* _Required work_: The line that contains "the issue with." marks the start. Output it and all remaining lines exactly, through the final line of the listing.
━━━━━━━━━━
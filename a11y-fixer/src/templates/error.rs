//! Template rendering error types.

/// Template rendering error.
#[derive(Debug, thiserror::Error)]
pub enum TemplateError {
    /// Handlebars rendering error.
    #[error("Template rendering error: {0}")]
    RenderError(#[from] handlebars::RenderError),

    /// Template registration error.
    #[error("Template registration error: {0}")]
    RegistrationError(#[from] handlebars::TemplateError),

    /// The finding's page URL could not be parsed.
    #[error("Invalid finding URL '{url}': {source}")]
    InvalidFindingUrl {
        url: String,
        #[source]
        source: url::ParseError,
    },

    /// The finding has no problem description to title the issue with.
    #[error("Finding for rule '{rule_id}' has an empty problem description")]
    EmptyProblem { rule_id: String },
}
━━━━━━━━━━
* _Reply_:
    /// The finding has no problem description to title the issue with.
    #[error("Finding for rule '{rule_id}' has an empty problem description")]
    EmptyProblem { rule_id: String },
}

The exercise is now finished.